Ivan Matek wrote:
But original reason why I wanted to do this with span is that I wondered about performance. I wanted to see what happens when we do same thing(hashing of all contiguous struct members) in 3 ways.
1. just call hash_append for each member 2. exploit that before padding we are contiguous and trivial so pass that region in one call to hash_append_range 3. Use BOOST_DESCRIBE_STRUCT automagic
Long story short is that for some hashes it makes no difference, but on my machine for sha2_256 and ripemd_128 there exist small but reliable performance differences. Ranking is: 2. is fastest, 3. slowest, 1. in the middle. I am not surprised that 2. is a bit faster than 1. since we make just 1 call, but it is a bit weird that 3. is slower than 1., I would guess that described class expand into same code as case 1.
Could be just compiler randomly deciding to inline/unroll something or not, but I wonder if you are aware of this differences. Maybe my assumption that describe does not do anything differently than manually written calls for each member is wrong? Code is here https://godbolt.org/z/WzPG54aTd , but it does not compile since IDK how to get hash2 onto godbolt, and anyway godbolt is too noisy to test little perf differences. I have tested this with libc++ and clang 19.

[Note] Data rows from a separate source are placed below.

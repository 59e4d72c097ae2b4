//! Template-literal to string-concatenation conversion
//!
//! Two strategies are available:
//!
//! - [`Strategy::Regex`] is the legacy find/replace conversion in [`legacy`]. Span and
//!   hole boundaries are the nearest backtick and the nearest `}`.
//! - [`Strategy::Scanner`] is the brace-aware character scanner in [`scanner`].
//!
//! [`Converter`] picks the strategy and carries the formatting knobs.

pub mod legacy;
pub mod scanner;

use std::fmt;
use std::str::FromStr;

/// Default whitespace placed after each ` +` line break in multi-line output.
pub const DEFAULT_JOIN_INDENT: &str = "        ";

/// How template spans are located and rewritten.
#[derive(Debug, Clone, Copy, PartialEq, Eq, Default)]
pub enum Strategy {
    #[default]
    Regex,
    Scanner,
}

impl fmt::Display for Strategy {
    fn fmt(&self, f: &mut fmt::Formatter<'_>) -> fmt::Result {
        match self {
            Strategy::Regex => write!(f, "regex"),
            Strategy::Scanner => write!(f, "scanner"),
        }
    }
}

impl FromStr for Strategy {
    type Err = String;

    fn from_str(s: &str) -> Result<Self, Self::Err> {
        match s {
            "regex" => Ok(Strategy::Regex),
            "scanner" => Ok(Strategy::Scanner),
            other => Err(format!("Unknown strategy: {}", other)),
        }
    }
}

/// Result of converting one source text.
#[derive(Debug, Clone, PartialEq, Eq)]
pub struct Conversion {
    pub text: String,
    /// Number of template spans rewritten
    pub spans: usize,
}

impl Conversion {
    pub fn changed(&self) -> bool {
        self.spans > 0
    }
}

/// Converts template literals in source text.
///
/// # Example
///
/// ```rust
/// use detemplate::convert::{Converter, Strategy};
///
/// let converter = Converter::new().with_strategy(Strategy::Regex);
/// let out = converter.convert("const s = `Hi ${name}!`;");
/// assert_eq!(out.text, r#"const s = "Hi " + (name) + "!";"#);
/// ```
#[derive(Debug, Clone, PartialEq, Eq)]
pub struct Converter {
    strategy: Strategy,
    join_indent: String,
}

impl Converter {
    pub fn new() -> Self {
        Self {
            strategy: Strategy::default(),
            join_indent: DEFAULT_JOIN_INDENT.to_string(),
        }
    }

    pub fn with_strategy(mut self, strategy: Strategy) -> Self {
        self.strategy = strategy;
        self
    }

    /// Set the indentation used by multi-line regex output. The scanner strategy
    /// always emits single-line literals and ignores it.
    pub fn with_join_indent(mut self, indent: impl Into<String>) -> Self {
        self.join_indent = indent.into();
        self
    }

    pub fn strategy(&self) -> Strategy {
        self.strategy
    }

    pub fn join_indent(&self) -> &str {
        &self.join_indent
    }

    /// Rewrite every template span in `text`.
    pub fn convert(&self, text: &str) -> Conversion {
        let (text, spans) = match self.strategy {
            Strategy::Regex => legacy::convert_text(text, &self.join_indent),
            Strategy::Scanner => scanner::convert_text(text),
        };
        Conversion { text, spans }
    }

    /// Convert the content of a single template span (backticks excluded).
    pub fn convert_span(&self, content: &str) -> String {
        match self.strategy {
            Strategy::Regex => legacy::convert_span(content, &self.join_indent),
            Strategy::Scanner => scanner::convert_span(content),
        }
    }
}

impl Default for Converter {
    fn default() -> Self {
        Self::new()
    }
}

#[cfg(test)]
mod tests {
    use super::Strategy;
    use super::*;
    use proptest::prelude::*;

    #[test]
    fn default_is_regex_with_eight_space_indent() {
        let converter = Converter::default();
        assert_eq!(converter.strategy(), Strategy::Regex);
        assert_eq!(converter.join_indent(), "        ");
    }

    #[test]
    fn strategy_round_trips_through_names() {
        for strategy in [Strategy::Regex, Strategy::Scanner] {
            assert_eq!(strategy.to_string().parse::<Strategy>(), Ok(strategy));
        }
        assert!("ast".parse::<Strategy>().is_err());
    }

    #[test]
    fn strategies_differ_on_nested_braces() {
        let source = "`${ {a: 1}.a }`";
        let regex = Converter::new().convert(source);
        let scanner = Converter::new()
            .with_strategy(Strategy::Scanner)
            .convert(source);
        assert_eq!(regex.text, r#""" + ( {a: 1) + ".a }""#);
        assert_eq!(scanner.text, r#""" + ( {a: 1}.a )"#);
    }

    #[test]
    fn converting_twice_is_a_noop() {
        let converter = Converter::new();
        let once = converter.convert("msg = `Total: ${n}\nDone`;\n");
        assert!(once.changed());
        let twice = converter.convert(&once.text);
        assert!(!twice.changed());
        assert_eq!(twice.text, once.text);
    }

    proptest! {
        #[test]
        fn plain_single_line_content_is_quoted_unchanged(content in "[a-zA-Z0-9 .,:;!?()-]*") {
            let converter = Converter::new();
            prop_assert_eq!(converter.convert_span(&content), format!("\"{}\"", content));
        }

        #[test]
        fn text_without_backticks_passes_through(text in "[^`]*") {
            for strategy in [Strategy::Regex, Strategy::Scanner] {
                let out = Converter::new().with_strategy(strategy).convert(&text);
                prop_assert_eq!(&out.text, &text);
                prop_assert_eq!(out.spans, 0);
            }
        }
    }
}
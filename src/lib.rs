//! # detemplate
//!
//! Rewrites JavaScript template literals (`` `Hi ${name}!` ``) into double-quoted
//! string concatenation (`"Hi " + (name) + "!"`).
//!
//! The conversion is textual. Nothing here builds a syntax tree of the surrounding
//! code and nothing checks that the output still parses.
//!
//! - [`span`]: locating template spans and interpolation holes
//! - [`convert`]: span and text conversion, with a regex and a scanner strategy
//! - [`file`]: read, convert, and write one file
//! - [`runner`]: convert a list of files, stopping at the first failure

pub mod convert;
pub mod file;
pub mod runner;
pub mod span;

pub use convert::{Conversion, Converter, Strategy};
pub use file::{convert_file, FileAccessError, OutputMode};
pub use runner::{RunReport, Runner, COMPLETION_MESSAGE};
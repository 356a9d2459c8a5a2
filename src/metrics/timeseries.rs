use chrono::{DateTime, Utc};
use serde::{Deserialize, Serialize};

//a point in the equity curve
#[derive(Debug, Clone, PartialEq, Serialize, Deserialize)]
#[serde(rename_all = "camelCase")]
pub struct EquityPoint {
    pub timestamp: DateTime<Utc>,
    pub equity: f64,
    //(equity / running peak - 1) * 100, zero or negative
    pub drawdown_pct: f64,
    //a position was open after this bar's action
    pub exposed: bool,
}

impl EquityPoint {
    pub fn new(timestamp: DateTime<Utc>, equity: f64, drawdown_pct: f64, exposed: bool) -> Self {
        EquityPoint {
            timestamp,
            equity,
            drawdown_pct,
            exposed,
        }
    }
}

//calculates the equity curve with drawdowns against the running peak
//inputs are (timestamp, equity, exposed) per bar
pub fn calculate_equity_curve(samples: &[(DateTime<Utc>, f64, bool)]) -> Vec<EquityPoint> {
    let mut curve = Vec::with_capacity(samples.len());
    let mut peak = f64::NEG_INFINITY;

    for &(timestamp, equity, exposed) in samples {
        //update peak
        if equity > peak {
            peak = equity;
        }

        let drawdown_pct = drawdown_from_peak(equity, peak);

        curve.push(EquityPoint::new(timestamp, equity, drawdown_pct, exposed));
    }

    curve
}

//percentage below the running peak; a non-positive peak has no defined drawdown
fn drawdown_from_peak(equity: f64, peak: f64) -> f64 {
    if peak > 0.0 {
        (equity / peak - 1.0) * 100.0
    } else {
        0.0
    }
}

//most negative drawdown percentage; 0 when never below peak
pub fn max_drawdown_pct(equity_curve: &[EquityPoint]) -> f64 {
    equity_curve
        .iter()
        .map(|point| point.drawdown_pct)
        .fold(0.0, f64::min)
}

//calculates per-bar returns from equity values
//a zero previous value yields a zero return
pub fn calculate_returns(equity_values: &[f64]) -> Vec<f64> {
    equity_values
        .windows(2)
        .map(|w| {
            if w[0] != 0.0 {
                (w[1] - w[0]) / w[0]
            } else {
                0.0
            }
        })
        .collect()
}

//lengths (in bars) of contiguous stretches strictly below the running peak
//uses the same peak rule as the drawdown column so both metrics agree
pub fn drawdown_runs(equity_values: &[f64]) -> Vec<usize> {
    let mut runs = Vec::new();
    let mut peak = f64::NEG_INFINITY;
    let mut current = 0usize;

    for &equity in equity_values {
        if equity > peak {
            peak = equity;
        }

        if drawdown_from_peak(equity, peak) < 0.0 {
            current += 1;
        } else if current > 0 {
            runs.push(current);
            current = 0;
        }
    }

    if current > 0 {
        runs.push(current);
    }

    runs
}
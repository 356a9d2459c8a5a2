pub mod summary;
pub mod timeseries;

pub use summary::{MetricsReport, SummaryMetrics, METRIC_KEYS};
pub use timeseries::{calculate_equity_curve, drawdown_runs, EquityPoint};
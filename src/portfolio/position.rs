use chrono::{DateTime, Utc};
use serde::{Deserialize, Serialize};

//units bought per entry; partial sizing is not modelled
pub const UNIT_SIZE: f64 = 1.0;

//an open long position; only exists while the account is long
#[derive(Debug, Clone, PartialEq, Serialize, Deserialize)]
pub struct Position {
    pub entry_timestamp: DateTime<Utc>,

    //bar index of the entry, used for trade duration
    pub entry_index: usize,

    pub entry_price: f64,

    pub size: f64,
}

impl Position {
    //opens a unit-size position
    pub fn open(entry_timestamp: DateTime<Utc>, entry_index: usize, entry_price: f64) -> Self {
        Position {
            entry_timestamp,
            entry_index,
            entry_price,
            size: UNIT_SIZE,
        }
    }

    //mark-to-market value at the given price
    pub fn market_value(&self, current_price: f64) -> f64 {
        self.size * current_price
    }

    //price move since entry, times size
    pub fn unrealized_pnl(&self, current_price: f64) -> f64 {
        (current_price - self.entry_price) * self.size
    }
}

Yeah, it's annoying that it can't "just work" somehow on CE. That's why I submit libraries to Boost, so that they show up there. One can manually copy and paste the necessary headers: https://godbolt.org/z/5Maf9Mx9h Using a "hash archetype" (a skeleton algorithm that doesn't have any definitions) it seems that MyStruct1 and MyStruct3 generate the exact same code, so it must be inlining shenanigans. mp_for_each, which the described class code uses, probably adds a few more function calls that push things over some Clang limit. As a general rule, Clang is more conservative with inlining than GCC is, especially at -O3.